The German involvement in designing fighting vehicles is a long and involved one and after reading this book you will still only have a overview of it, but the authors have certainly done a good job in making it a good overview. Detailed in this book are armoured cars, half tracks, assault guns (Sturmgeschütz), tank destroyers (Panzerjager and Jagdpanzer), self propelled artillery (Panzerartillerie and Sturmpanzer), Flakpanzer and finally the huge 600 mm self propelled big guns like the Morser Karl.
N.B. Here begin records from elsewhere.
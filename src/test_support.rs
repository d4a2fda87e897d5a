// Shared fixtures for unit tests.

use std::collections::HashMap;
use std::time::Duration;

use anyhow::Result;
use async_trait::async_trait;
use parking_lot::Mutex;

use crate::market_data::{Candle, MarketDataGateway};
use crate::types::GatewayMode;

const HOUR_MS: i64 = 3_600_000;

fn candle_at(i: usize, close: f64, volume: f64) -> Candle {
    let open_time = 1_700_000_000_000 + i as i64 * HOUR_MS;
    Candle::new(open_time, close, close, close, close, volume, open_time + HOUR_MS - 1)
}

/// `len` candles whose closes grow linearly by `growth` (fraction of 100) per
/// candle. Every candle trades `base_volume` except the latest closed one
/// (second to last), which trades `last_closed_volume`.
pub fn rising_series(len: usize, growth: f64, base_volume: f64, last_closed_volume: f64) -> Vec<Candle> {
    (0..len)
        .map(|i| {
            let close = 100.0 * (1.0 + growth * i as f64);
            let volume = if len >= 2 && i == len - 2 {
                last_closed_volume
            } else {
                base_volume
            };
            candle_at(i, close, volume)
        })
        .collect()
}

/// One candle per close, all with the same volume.
pub fn series_from_closes(closes: &[f64], volume: f64) -> Vec<Candle> {
    closes
        .iter()
        .enumerate()
        .map(|(i, &c)| candle_at(i, c, volume))
        .collect()
}

// ---------------------------------------------------------------------------
// In-memory gateway
// ---------------------------------------------------------------------------

/// Scripted exchange: a symbol list (or failure) plus per-symbol series.
/// Symbols without a series fail to fetch.
#[derive(Default)]
pub struct FakeGateway {
    pub symbols: Option<Vec<String>>,
    pub series: HashMap<String, Vec<Candle>>,
    pub delays: HashMap<String, Duration>,
    pub requests: Mutex<Vec<(String, String, usize)>>,
}

impl FakeGateway {
    pub fn with_symbols(symbols: &[&str]) -> Self {
        Self {
            symbols: Some(symbols.iter().map(|s| s.to_string()).collect()),
            ..Self::default()
        }
    }

    pub fn series(mut self, symbol: &str, candles: Vec<Candle>) -> Self {
        self.series.insert(symbol.to_string(), candles);
        self
    }

    pub fn delay(mut self, symbol: &str, delay: Duration) -> Self {
        self.delays.insert(symbol.to_string(), delay);
        self
    }

    pub fn requested_symbols(&self) -> Vec<String> {
        self.requests.lock().iter().map(|(s, _, _)| s.clone()).collect()
    }
}

#[async_trait]
impl MarketDataGateway for FakeGateway {
    async fn list_tradable_symbols(&self) -> Result<Vec<String>> {
        self.symbols
            .clone()
            .ok_or_else(|| anyhow::anyhow!("exchangeInfo unavailable"))
    }

    async fn fetch_candles(&self, symbol: &str, interval: &str, limit: usize) -> Result<Vec<Candle>> {
        self.requests
            .lock()
            .push((symbol.to_string(), interval.to_string(), limit));
        if let Some(d) = self.delays.get(symbol) {
            tokio::time::sleep(*d).await;
        }
        self.series
            .get(symbol)
            .cloned()
            .ok_or_else(|| anyhow::anyhow!("klines for {symbol} unavailable"))
    }

    fn mode(&self) -> GatewayMode {
        GatewayMode::Public
    }
}
// =============================================================================
// Central Application State — shared between the scan loop and the API
// =============================================================================
//
// The scan loop is the only writer: it replaces the latest report wholesale
// after every scan. API handlers only read.
//
// Thread safety:
//   - Atomic counter for lock-free version tracking.
//   - parking_lot::RwLock around the latest report.
// =============================================================================

use std::sync::atomic::{AtomicU64, Ordering};
use std::sync::Arc;

use parking_lot::RwLock;

use crate::binance::rate_limit::{RateLimitSnapshot, RateLimitTracker};
use crate::runtime_config::RuntimeConfig;
use crate::scan_report::ScanReport;
use crate::types::GatewayMode;

/// Application state shared across tasks via `Arc<AppState>`.
pub struct AppState {
    /// Incremented every time a new report is published.
    pub state_version: AtomicU64,

    pub runtime_config: RuntimeConfig,
    pub gateway_mode: GatewayMode,
    rate_limit: Option<Arc<RateLimitTracker>>,

    latest_report: RwLock<Option<ScanReport>>,

    /// Instant when the process started. Used for uptime.
    pub start_time: std::time::Instant,
}

impl AppState {
    pub fn new(runtime_config: RuntimeConfig, gateway_mode: GatewayMode) -> Self {
        Self {
            state_version: AtomicU64::new(0),
            runtime_config,
            gateway_mode,
            rate_limit: None,
            latest_report: RwLock::new(None),
            start_time: std::time::Instant::now(),
        }
    }

    pub fn with_rate_limit(mut self, tracker: Arc<RateLimitTracker>) -> Self {
        self.rate_limit = Some(tracker);
        self
    }

    // ── Version Management ──────────────────────────────────────────────

    pub fn current_state_version(&self) -> u64 {
        self.state_version.load(Ordering::SeqCst)
    }

    // ── Reports ─────────────────────────────────────────────────────────

    /// Replace the latest report. Previous results are discarded.
    pub fn publish_report(&self, report: ScanReport) -> u64 {
        *self.latest_report.write() = Some(report);
        self.state_version.fetch_add(1, Ordering::SeqCst) + 1
    }

    pub fn latest_report(&self) -> Option<ScanReport> {
        self.latest_report.read().clone()
    }

    pub fn rate_limit(&self) -> Option<RateLimitSnapshot> {
        self.rate_limit.as_ref().map(|t| t.snapshot())
    }

    pub fn uptime_secs(&self) -> u64 {
        self.start_time.elapsed().as_secs()
    }
}

#[cfg(test)]
mod tests {
    use super::*;
    use std::time::Duration;

    use crate::scanner::Scanner;
    use crate::test_support::FakeGateway;

    async fn empty_report() -> ScanReport {
        let scanner = Scanner::new(Arc::new(FakeGateway::with_symbols(&[])), &RuntimeConfig::default());
        ScanReport::capture(&scanner, Duration::from_secs(60)).await
    }

    #[test]
    fn fresh_state_has_no_report() {
        let state = AppState::new(RuntimeConfig::default(), GatewayMode::Public);
        assert!(state.latest_report().is_none());
        assert_eq!(state.current_state_version(), 0);
        assert!(state.rate_limit().is_none());
    }

    #[tokio::test]
    async fn publishing_replaces_report_and_bumps_version() {
        let state = AppState::new(RuntimeConfig::default(), GatewayMode::Public);

        let first = empty_report().await;
        let first_id = first.scan_id;
        assert_eq!(state.publish_report(first), 1);

        let second = empty_report().await;
        let second_id = second.scan_id;
        assert_eq!(state.publish_report(second), 2);

        let latest = state.latest_report().unwrap();
        assert_eq!(latest.scan_id, second_id);
        assert_ne!(latest.scan_id, first_id);
    }

    #[test]
    fn rate_limit_snapshot_is_exposed_when_attached() {
        let state = AppState::new(RuntimeConfig::default(), GatewayMode::Live)
            .with_rate_limit(Arc::new(RateLimitTracker::new()));
        assert_eq!(state.rate_limit().unwrap().used_weight_1m, 0);
    }
}
//! SMTP liveness probe.
//!
//! Reads the server greeting, sends the configured command (`HELP` by
//! default), and expects one reply line; the whole exchange shares a
//! single deadline.

use std::io;
use std::net::{IpAddr, Ipv4Addr, SocketAddr};
use std::time::Duration;

use tokio::io::{AsyncBufReadExt, AsyncWriteExt, BufReader};
use tokio::net::TcpStream;
use tokio::time;

use crate::error::CheckFailure;
use crate::probe::{ProbeKind, ProbeTarget};

pub async fn probe(
    target: &ProbeTarget,
    command: &str,
    timeout: Duration,
) -> Result<(), CheckFailure> {
    tracing::info!(url = %target.url, command, "checking {} via 127.0.0.1", target.url);

    let failed = |message: String| CheckFailure::ProbeFailed {
        kind: ProbeKind::Smtp,
        message,
    };

    let loopback = SocketAddr::new(IpAddr::V4(Ipv4Addr::LOCALHOST), target.port);
    time::timeout(timeout, exchange(loopback, command))
        .await
        .map_err(|_| failed(format!("timed out after {}ms", timeout.as_millis())))?
        .map_err(|e| failed(e.to_string()))
}

async fn exchange(addr: SocketAddr, command: &str) -> io::Result<()> {
    let stream = TcpStream::connect(addr).await?;
    let (read_half, mut write_half) = stream.into_split();
    let mut reader = BufReader::new(read_half);

    let mut greeting = String::new();
    if reader.read_line(&mut greeting).await? == 0 {
        return Err(io::Error::new(
            io::ErrorKind::UnexpectedEof,
            "connection closed before greeting",
        ));
    }

    write_half.write_all(command.as_bytes()).await?;
    write_half.write_all(b"\r\n").await?;

    let mut reply = String::new();
    if reader.read_line(&mut reply).await? == 0 {
        return Err(io::Error::new(
            io::ErrorKind::UnexpectedEof,
            "connection closed before reply",
        ));
    }

    tracing::debug!(
        greeting = greeting.trim(),
        reply = reply.trim(),
        "smtp probe answered"
    );
    Ok(())
}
Much of the appeal of this sort of book lies in the photos and artwork and both are lavish. The artwork is in the capable hands of John Batchelor whose work you must have seen if you are at all interested in World War II warfare and war machinery. In fact, some of the stuff in here I've seen at least in three or four other books, it has been recycled so much. All the major types talked about in this book are represented by a drawing of his, sometimes also with line drawing detailing the various variants.

The focus in German Fighting Vehicles 1939-1945 is vry much on the development and technical details of the covered vehicles, rather thanon how they were supposed to be used or their track record (no pun intended) in battle. At times, this can be a bit confusing or boring, but for the most part the text seems clear enough without sacrifising accuracy. Keep in mind however that this was published in 1975, so parts of it may very well be out of date, especially with the opening of the wartime archives in Easdtern Europe and Russia, which were out of reach until 1991 or so...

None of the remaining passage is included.